Un’arte fragile e dimenticata, sospesa tra la scultura e la scienza, torna a vivere dopo secoli di silenzio. Dal 16 dicembre 2025 al 12 aprile 2026, a Firenze la Galleria degli Uffizi presenta la mostra Cera una volta. Sculture dalle collezioni medicee, un percorso che riscopre la straordinaria tradizione della ceroplastica fiorentina tra il XVI e il XVII secolo. Curata da Valentina Conticelli e Andrea Daninos, l’esposizione inaugura i nuovi spazi espositivi al piano terreno della Galleria e rappresenta la prima rassegna mai dedicata a questo tema nella città che ne fu il principale centro di produzione.
Fin dal titolo, Cera una volta dichiara la propria intenzione: far rivivere un ambito artistico perduto, che per secoli ha intrecciato arte, religione e scienza, ma che il tempo ha quasi completamente cancellato a causa della deperibilità del materiale.

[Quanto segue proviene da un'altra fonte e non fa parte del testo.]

// SPDX-License-Identifier: AGPL-3.0-only
// SPDX-FileCopyrightText: 2025 Steve Clarke <stephenlclarke@mac.com> - https://xyzzy.tools

//! `camt.060.001.03` AccountReportingRequestV03. Predates reporting
//! sequences and the 2014 BIC facet.

use crate::impl_record;
use crate::iso::components::{CashAccount, ClearingSystemMemberIdentification2};
use crate::iso::types::{BICIdentifier, ISODate, ISODateTime, Max35Text, Max140Text, QueryType3Code};
use crate::iso::xml::XmlMessage;
use serde::{Deserialize, Serialize};

pub const NAMESPACE: &str = "urn:iso:std:iso:20022:tech:xsd:camt.060.001.03";

#[derive(Debug, Clone, Default, PartialEq, Serialize, Deserialize)]
#[serde(rename = "Document")]
pub struct Document {
    #[serde(rename = "@xmlns", default)]
    pub xmlns: String,
    #[serde(rename = "AcctRptgReq")]
    pub acct_rptg_req: AccountReportingRequestV03,
}
impl_record!(Document { "AcctRptgReq" => acct_rptg_req });

impl XmlMessage for Document {
    const NAMESPACE: &'static str = NAMESPACE;

    fn xmlns(&self) -> &str {
        &self.xmlns
    }

    fn xmlns_mut(&mut self) -> &mut String {
        &mut self.xmlns
    }
}

#[derive(Debug, Clone, Default, PartialEq, Serialize, Deserialize)]
#[serde(rename_all = "PascalCase")]
pub struct AccountReportingRequestV03 {
    pub grp_hdr: GroupHeader59,
    #[serde(default, skip_serializing_if = "Vec::is_empty")]
    pub rptg_req: Vec<ReportingRequest3>,
}
impl_record!(AccountReportingRequestV03 { "GrpHdr" => grp_hdr, "RptgReq" => rptg_req });

#[derive(Debug, Clone, Default, PartialEq, Serialize, Deserialize)]
#[serde(rename_all = "PascalCase")]
pub struct GroupHeader59 {
    pub msg_id: Max35Text,
    pub cre_dt_tm: ISODateTime,
    #[serde(default, skip_serializing_if = "Option::is_none")]
    pub msg_sndr: Option<Party12Choice>,
}
impl_record!(GroupHeader59 {
    "MsgId" => msg_id,
    "CreDtTm" => cre_dt_tm,
    "MsgSndr" => msg_sndr,
});

#[derive(Debug, Clone, Default, PartialEq, Serialize, Deserialize)]
#[serde(rename_all = "PascalCase")]
pub struct ReportingRequest3 {
    #[serde(default, skip_serializing_if = "Option::is_none")]
    pub id: Option<Max35Text>,
    pub reqd_msg_nm_id: Max35Text,
    #[serde(default, skip_serializing_if = "Option::is_none")]
    pub acct: Option<CashAccount>,
    pub acct_ownr: Party12Choice,
    #[serde(default, skip_serializing_if = "Option::is_none")]
    pub acct_svcr: Option<BranchAndFinancialInstitutionIdentification5>,
    #[serde(default, skip_serializing_if = "Option::is_none")]
    pub rptg_prd: Option<ReportingPeriod1>,
}
impl_record!(ReportingRequest3 {
    "Id" => id,
    "ReqdMsgNmId" => reqd_msg_nm_id,
    "Acct" => acct,
    "AcctOwnr" => acct_ownr,
    "AcctSvcr" => acct_svcr,
    "RptgPrd" => rptg_prd,
});

#[derive(Debug, Clone, Default, PartialEq, Serialize, Deserialize)]
#[serde(rename_all = "PascalCase")]
pub struct Party12Choice {
    #[serde(default, skip_serializing_if = "Option::is_none")]
    pub pty: Option<PartyIdentification43>,
    #[serde(default, skip_serializing_if = "Option::is_none")]
    pub agt: Option<BranchAndFinancialInstitutionIdentification5>,
}
impl_record!(Party12Choice { "Pty" => pty, "Agt" => agt });

#[derive(Debug, Clone, Default, PartialEq, Serialize, Deserialize)]
#[serde(rename_all = "PascalCase")]
pub struct PartyIdentification43 {
    #[serde(default, skip_serializing_if = "Option::is_none")]
    pub nm: Option<Max140Text>,
}
impl_record!(PartyIdentification43 { "Nm" => nm });

#[derive(Debug, Clone, Default, PartialEq, Serialize, Deserialize)]
#[serde(rename_all = "PascalCase")]
pub struct BranchAndFinancialInstitutionIdentification5 {
    pub fin_instn_id: FinancialInstitutionIdentification8,
}
impl_record!(BranchAndFinancialInstitutionIdentification5 { "FinInstnId" => fin_instn_id });

#[derive(Debug, Clone, Default, PartialEq, Serialize, Deserialize)]
#[serde(rename_all = "PascalCase")]
pub struct FinancialInstitutionIdentification8 {
    #[serde(rename = "BICFI", default, skip_serializing_if = "Option::is_none")]
    pub bicfi: Option<BICIdentifier>,
    #[serde(default, skip_serializing_if = "Option::is_none")]
    pub clr_sys_mmb_id: Option<ClearingSystemMemberIdentification2>,
    #[serde(default, skip_serializing_if = "Option::is_none")]
    pub nm: Option<Max140Text>,
}
impl_record!(FinancialInstitutionIdentification8 {
    "BICFI" => bicfi,
    "ClrSysMmbId" => clr_sys_mmb_id,
    "Nm" => nm,
});

#[derive(Debug, Clone, Default, PartialEq, Serialize, Deserialize)]
#[serde(rename_all = "PascalCase")]
pub struct ReportingPeriod1 {
    pub fr_to_dt: DatePeriodDetails1,
    pub tp: QueryType3Code,
}
impl_record!(ReportingPeriod1 { "FrToDt" => fr_to_dt, "Tp" => tp });

#[derive(Debug, Clone, Default, PartialEq, Serialize, Deserialize)]
#[serde(rename_all = "PascalCase")]
pub struct DatePeriodDetails1 {
    pub fr_dt: ISODate,
    #[serde(default, skip_serializing_if = "Option::is_none")]
    pub to_dt: Option<ISODate>,
}
impl_record!(DatePeriodDetails1 { "FrDt" => fr_dt, "ToDt" => to_dt });
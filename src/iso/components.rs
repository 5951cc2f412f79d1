// SPDX-License-Identifier: AGPL-3.0-only
// SPDX-FileCopyrightText: 2025 Steve Clarke <stephenlclarke@mac.com> - https://xyzzy.tools

//! Complex types shared unchanged by several schema versions.

use crate::impl_record;
use crate::iso::types::{
    ActiveCurrencyCode, ActiveOrHistoricCurrencyCode, BICFIDec2014Identifier, DecimalNumber,
    ExternalCashClearingSystem1Code, ExternalClearingSystemIdentification1Code, Max34Text,
    Max35Text, Max140Text,
};
use serde::{Deserialize, Serialize};

#[derive(Debug, Clone, Default, PartialEq, Serialize, Deserialize)]
pub struct ActiveCurrencyAndAmount {
    #[serde(rename = "@Ccy")]
    pub ccy: ActiveCurrencyCode,
    #[serde(rename = "$text")]
    pub value: DecimalNumber,
}
impl_record!(ActiveCurrencyAndAmount { "Ccy" => ccy, "Value" => value });

#[derive(Debug, Clone, Default, PartialEq, Serialize, Deserialize)]
pub struct ActiveOrHistoricCurrencyAndAmount {
    #[serde(rename = "@Ccy")]
    pub ccy: ActiveOrHistoricCurrencyCode,
    #[serde(rename = "$text")]
    pub value: DecimalNumber,
}
impl_record!(ActiveOrHistoricCurrencyAndAmount { "Ccy" => ccy, "Value" => value });

#[derive(Debug, Clone, Default, PartialEq, Serialize, Deserialize)]
#[serde(rename_all = "PascalCase")]
pub struct GenericAccountIdentification1 {
    pub id: Max34Text,
}
impl_record!(GenericAccountIdentification1 { "Id" => id });

#[derive(Debug, Clone, Default, PartialEq, Serialize, Deserialize)]
pub struct AccountIdentification4Choice {
    #[serde(rename = "IBAN", default, skip_serializing_if = "Option::is_none")]
    pub iban: Option<Max34Text>,
    #[serde(rename = "Othr", default, skip_serializing_if = "Option::is_none")]
    pub othr: Option<GenericAccountIdentification1>,
}
impl_record!(AccountIdentification4Choice { "IBAN" => iban, "Othr" => othr });

#[derive(Debug, Clone, Default, PartialEq, Serialize, Deserialize)]
#[serde(rename_all = "PascalCase")]
pub struct CashAccount {
    pub id: AccountIdentification4Choice,
    #[serde(default, skip_serializing_if = "Option::is_none")]
    pub ccy: Option<ActiveOrHistoricCurrencyCode>,
    #[serde(default, skip_serializing_if = "Option::is_none")]
    pub nm: Option<Max140Text>,
}
impl_record!(CashAccount { "Id" => id, "Ccy" => ccy, "Nm" => nm });

/// Clearing system of a member identification.
#[derive(Debug, Clone, Default, PartialEq, Serialize, Deserialize)]
#[serde(rename_all = "PascalCase")]
pub struct ClearingSystemIdentification2Choice {
    #[serde(default, skip_serializing_if = "Option::is_none")]
    pub cd: Option<ExternalClearingSystemIdentification1Code>,
    #[serde(default, skip_serializing_if = "Option::is_none")]
    pub prtry: Option<Max35Text>,
}
impl_record!(ClearingSystemIdentification2Choice { "Cd" => cd, "Prtry" => prtry });

/// Clearing system used for settlement.
#[derive(Debug, Clone, Default, PartialEq, Serialize, Deserialize)]
#[serde(rename_all = "PascalCase")]
pub struct ClearingSystemIdentification3Choice {
    #[serde(default, skip_serializing_if = "Option::is_none")]
    pub cd: Option<ExternalCashClearingSystem1Code>,
    #[serde(default, skip_serializing_if = "Option::is_none")]
    pub prtry: Option<Max35Text>,
}
impl_record!(ClearingSystemIdentification3Choice { "Cd" => cd, "Prtry" => prtry });

#[derive(Debug, Clone, Default, PartialEq, Serialize, Deserialize)]
#[serde(rename_all = "PascalCase")]
pub struct ClearingSystemMemberIdentification2 {
    #[serde(default, skip_serializing_if = "Option::is_none")]
    pub clr_sys_id: Option<ClearingSystemIdentification2Choice>,
    pub mmb_id: Max35Text,
}
impl_record!(ClearingSystemMemberIdentification2 { "ClrSysId" => clr_sys_id, "MmbId" => mmb_id });

#[derive(Debug, Clone, Default, PartialEq, Serialize, Deserialize)]
#[serde(rename_all = "PascalCase")]
pub struct FinancialInstitutionIdentification18 {
    #[serde(rename = "BICFI", default, skip_serializing_if = "Option::is_none")]
    pub bicfi: Option<BICFIDec2014Identifier>,
    #[serde(default, skip_serializing_if = "Option::is_none")]
    pub clr_sys_mmb_id: Option<ClearingSystemMemberIdentification2>,
    #[serde(default, skip_serializing_if = "Option::is_none")]
    pub nm: Option<Max140Text>,
}
impl_record!(FinancialInstitutionIdentification18 {
    "BICFI" => bicfi,
    "ClrSysMmbId" => clr_sys_mmb_id,
    "Nm" => nm,
});

#[derive(Debug, Clone, Default, PartialEq, Serialize, Deserialize)]
#[serde(rename_all = "PascalCase")]
pub struct BranchAndFinancialInstitutionIdentification6 {
    pub fin_instn_id: FinancialInstitutionIdentification18,
}
impl_record!(BranchAndFinancialInstitutionIdentification6 { "FinInstnId" => fin_instn_id });

#[derive(Debug, Clone, Default, PartialEq, Serialize, Deserialize)]
#[serde(rename_all = "PascalCase")]
pub struct PartyIdentification135 {
    #[serde(default, skip_serializing_if = "Option::is_none")]
    pub nm: Option<Max140Text>,
}
impl_record!(PartyIdentification135 { "Nm" => nm });

#[derive(Debug, Clone, Default, PartialEq, Serialize, Deserialize)]
#[serde(rename_all = "PascalCase")]
pub struct RemittanceInformation {
    #[serde(default, skip_serializing_if = "Vec::is_empty")]
    pub ustrd: Vec<Max140Text>,
}
impl_record!(RemittanceInformation { "Ustrd" => ustrd });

La cera, materia viva e fragile, duttile e organica, è infatti il medium che più di ogni altro ha saputo riprodurre la carne umana e le sue trasformazioni. Attraverso circa novanta opere, tra sculture, rilievi, dipinti, cammei e lavori in pietra dura, la mostra racconta la fortuna e la riscoperta di un linguaggio che un tempo affascinò principi, scienziati e artisti.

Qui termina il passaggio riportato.